The center of Thanksgiving Day is a great feast. We can understand why. The Pilgrims were so pleased they hadn’t starved to death after their arrival in 1620 that even that often dour lot saw it as a reason to party. Hunger and the threat if not reality of starvation were the rule through much of human history.

Remember, less than a year after the founding of the Jamestown settlement in 1607, only 46 of the 104 original colonists were left alive, most having perished for lack of food. No wonder this earlier settlement did not inspire a holiday.

Of course, their real problem was political. The company that sponsored Jamestown provided for settlers to be fed from a common store. There was no incentive to be productive. But communism did not work. Gentlemen settlers spent their time hunting for gold — they found none. John Smith later instituted a new rule: Those who do not work shall not eat. That provided an incentive to produce food.

In free-market America today we have so much food at such a low cost that obesity rather than emaciation is a health problem.

That brings us to what we do the day after Thanksgiving and the month that follows: We shop. We crowd the malls to buy gifts for others — and usually a little something for ourselves.

Yes, some people complain about commercialized holidays but the whole notion of fall harvest feasts throughout human history was to celebrate production. How wonderful that we can make our lives comfortable with attractive clothes and fun toys, consumer electronics and interesting books, movies and music, fine furniture and furnishings, to say nothing of tasty treats. And we can share our regard for those significant individuals in our lives with gifts of the same.

As to the “deeper” meaning of the holidays, that is found in the travel, long-lived family members, food and stores full of goods.

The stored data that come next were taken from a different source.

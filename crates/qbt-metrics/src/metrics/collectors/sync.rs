use async_trait::async_trait;
use qbt_client::ServerState;
use tracing::{debug, error};

use crate::metrics::{
    collectors::{Collector, Scrape},
    types::{MetricKind, MetricRecord},
};

/// Disk, cache and connection counters from the `server_state` section of
/// the sync snapshot.
pub struct SyncCollector;

#[async_trait]
impl Collector for SyncCollector {
    fn name(&self) -> &'static str {
        "sync"
    }

    async fn collect(&self, scrape: &mut Scrape<'_>) -> Vec<MetricRecord> {
        let main_data = match scrape.client().sync_main_data().await {
            Ok(main_data) => main_data,
            Err(err) => {
                error!(error = %err, "couldn't fetch sync maindata");
                return Vec::new();
            }
        };

        let Some(server_state) = main_data.server_state.filter(|state| !state.is_empty()) else {
            debug!("sync maindata carried no server state");
            return Vec::new();
        };

        server_state_records(scrape.prefix(), &server_state)
    }
}

fn server_state_records(prefix: &str, state: &ServerState) -> Vec<MetricRecord> {
    let fields = [
        (
            "average_time_queue",
            state.average_time_queue,
            MetricKind::Gauge,
            "Average disk job time in ms",
        ),
        (
            "read_cache_hits",
            state.read_cache_hits,
            MetricKind::Gauge,
            "Read cache hits in percent",
        ),
        (
            "total_buffers_size",
            state.total_buffers_size,
            MetricKind::Gauge,
            "Total buffer size in bytes",
        ),
        (
            "total_peer_connections",
            state.total_peer_connections,
            MetricKind::Gauge,
            "Total peer connections",
        ),
        (
            "total_wasted",
            state.total_wasted_session,
            MetricKind::Counter,
            "Total wasted in bytes",
        ),
        (
            "write_cache_overload",
            state.write_cache_overload,
            MetricKind::Gauge,
            "Write cache overload in percent",
        ),
    ];

    fields
        .into_iter()
        .filter_map(|(suffix, value, kind, help)| {
            value.map(|value| MetricRecord::new(prefix, suffix, value, kind, help))
        })
        .collect()
}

The deeper meaning is we have the capacity to produce such wealth and live in a country that affords us our right to exercise the virtue of productivity and reap its rewards.

So let’s celebrate wealth and the power in us to produce it; let’s welcome this most wonderful time of the year and partake without guilt of the bounty we each have earned.

Edward Hudgins is executive director of the Objectivist Center and its Atlas Society, which celebrates human achievement.